AIM OF THE TASK |
Go through the data and copy every line in which "expect" appears.

(Stored data)
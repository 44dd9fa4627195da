use axum::{
    Json,
    extract::{Query, State},
};
use serde::Deserialize;

use crate::{AppState, error::AppError, history::HistoryEntry};

use super::model::{ConversionRates, GRAMS_PER_TROY_OUNCE, GoldResponse, price_coins};

#[derive(Debug, Deserialize)]
pub struct HistoryQuery {
    pub days: Option<i64>,
}

#[axum::debug_handler]
pub async fn gold_prices(State(state): State<AppState>) -> Json<GoldResponse> {
    // 先查缓存
    if let Some(cached) = state.gold_cache.get_fresh() {
        tracing::debug!("serving gold data from cache");
        return Json(cached);
    }

    match fetch_gold(&state).await {
        Ok(response) => {
            state.gold_cache.set(response.clone());
            Json(response)
        }
        Err(e) => {
            tracing::error!("gold fetch failed: {}", e);

            // 降级：过期缓存优先，其次合成保底值
            if let Some(mut stale) = state.gold_cache.get_stale() {
                tracing::warn!("using stale gold cache as fallback");
                stale.stale = Some(true);
                Json(stale)
            } else {
                tracing::warn!("using synthetic fallback values");
                Json(GoldResponse::fallback())
            }
        }
    }
}

async fn fetch_gold(state: &AppState) -> Result<GoldResponse, AppError> {
    tracing::info!("fetching fresh gold data");
    let price_per_oz_usd = state.upstream.fetch_spot_price_oz().await?;
    let price_per_gram_usd = price_per_oz_usd / GRAMS_PER_TROY_OUNCE;

    // 历史记录尽力而为，失败只记日志
    if let Err(e) = state.history.append_today(price_per_gram_usd) {
        tracing::error!("failed to store gold history: {}", e);
    }

    // 汇率失败不致命，换用固定替代值
    let rates = match state.upstream.fetch_usd_rates().await {
        Ok(rates) => rates,
        Err(e) => {
            tracing::warn!("rate fetch failed, using default conversion rates: {}", e);
            ConversionRates::FALLBACK
        }
    };

    Ok(GoldResponse::fresh(price_coins(price_per_gram_usd, &rates)))
}

#[axum::debug_handler]
pub async fn gold_history(
    State(state): State<AppState>,
    Query(query): Query<HistoryQuery>,
) -> Json<Vec<HistoryEntry>> {
    Json(state.history.recent(query.days.unwrap_or(30)))
}
use serde::Serialize;

#[derive(Debug, Serialize)]
pub struct HealthResponse {
    pub status: &'static str,
    pub timestamp: String,
}
use std::sync::Mutex;
use std::time::{Duration, Instant};

/// 进程内单槽缓存：{data, fetched_at} 作为整体在锁内更新
struct Slot<T> {
    data: Option<T>,
    fetched_at: Instant,
}

/// TTL cache for one logical key. Entries are never evicted: an expired
/// entry stays readable through [`TtlCache::get_stale`] as the designated
/// fallback value until the next successful fetch overwrites it.
pub struct TtlCache<T> {
    slot: Mutex<Slot<T>>,
    ttl: Duration,
}

impl<T: Clone> TtlCache<T> {
    pub fn new(ttl: Duration) -> Self {
        Self {
            slot: Mutex::new(Slot {
                data: None,
                fetched_at: Instant::now(),
            }),
            ttl,
        }
    }

    /// 数据存在且未过期时返回，否则 None
    pub fn get_fresh(&self) -> Option<T> {
        let slot = self.slot.lock().unwrap();
        match &slot.data {
            Some(data) if slot.fetched_at.elapsed() < self.ttl => Some(data.clone()),
            _ => None,
        }
    }

    /// 无视 TTL 返回任何已缓存的数据（降级用）
    pub fn get_stale(&self) -> Option<T> {
        self.slot.lock().unwrap().data.clone()
    }

    pub fn set(&self, value: T) {
        let mut slot = self.slot.lock().unwrap();
        slot.data = Some(value);
        slot.fetched_at = Instant::now();
    }
}
use std::net::{IpAddr, SocketAddr};
use std::sync::Arc;
use std::time::Duration;

use gold_proxy::{AppState, config::Config, middleware::RateLimiter, router::create_router};
use tracing_subscriber::{layer::SubscriberExt, util::SubscriberInitExt};

#[tokio::main]
async fn main() {
    // 初始化日志
    tracing_subscriber::registry()
        .with(tracing_subscriber::EnvFilter::new(
            std::env::var("RUST_LOG").unwrap_or_else(|_| "info".into()),
        ))
        .with(tracing_subscriber::fmt::layer())
        .init();

    // 加载配置
    let config = Config::from_env();
    if config.gold_api_key.is_none() {
        tracing::warn!("GOLD_API_KEY is not set, /gold will serve fallback values only");
    }

    // 设置应用状态
    let state = AppState::new(config.clone());

    // 设置限流器，后台定期清理过期的客户端记录
    let rate_limiter = Arc::new(RateLimiter::new(
        config.rate_limit_window(),
        config.rate_limit_requests,
    ));
    let sweeper = Arc::clone(&rate_limiter);
    tokio::spawn(async move {
        let mut interval = tokio::time::interval(Duration::from_secs(300));
        loop {
            interval.tick().await;
            sweeper.sweep();
            tracing::debug!("rate limiter tracking {} clients", sweeper.tracked_clients());
        }
    });

    let app = create_router(state.clone(), rate_limiter);

    // 启动服务器
    let addr = SocketAddr::new(
        state.config.server_host.parse().unwrap_or_else(|_| {
            tracing::warn!("Invalid server_host, falling back to dual-stack default");
            IpAddr::V6(std::net::Ipv6Addr::UNSPECIFIED)
        }),
        state.config.server_port,
    );
    tracing::info!("Currency & Gold server listening on {}", addr);
    tracing::info!(
        "cache durations: rates {}s, gold {}s",
        state.config.rates_cache_secs,
        state.config.gold_cache_secs
    );
    tracing::info!(
        "rate limit: {} requests per {}s",
        state.config.rate_limit_requests,
        state.config.rate_limit_window_secs
    );

    axum::serve(
        tokio::net::TcpListener::bind(&addr)
            .await
            .expect("Failed to bind"),
        app.into_make_service_with_connect_info::<SocketAddr>(),
    )
    .await
    .expect("Failed to start server");
}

OUTPUT FOR THIS TASK |
            .expect("Failed to bind"),
    .expect("Failed to start server");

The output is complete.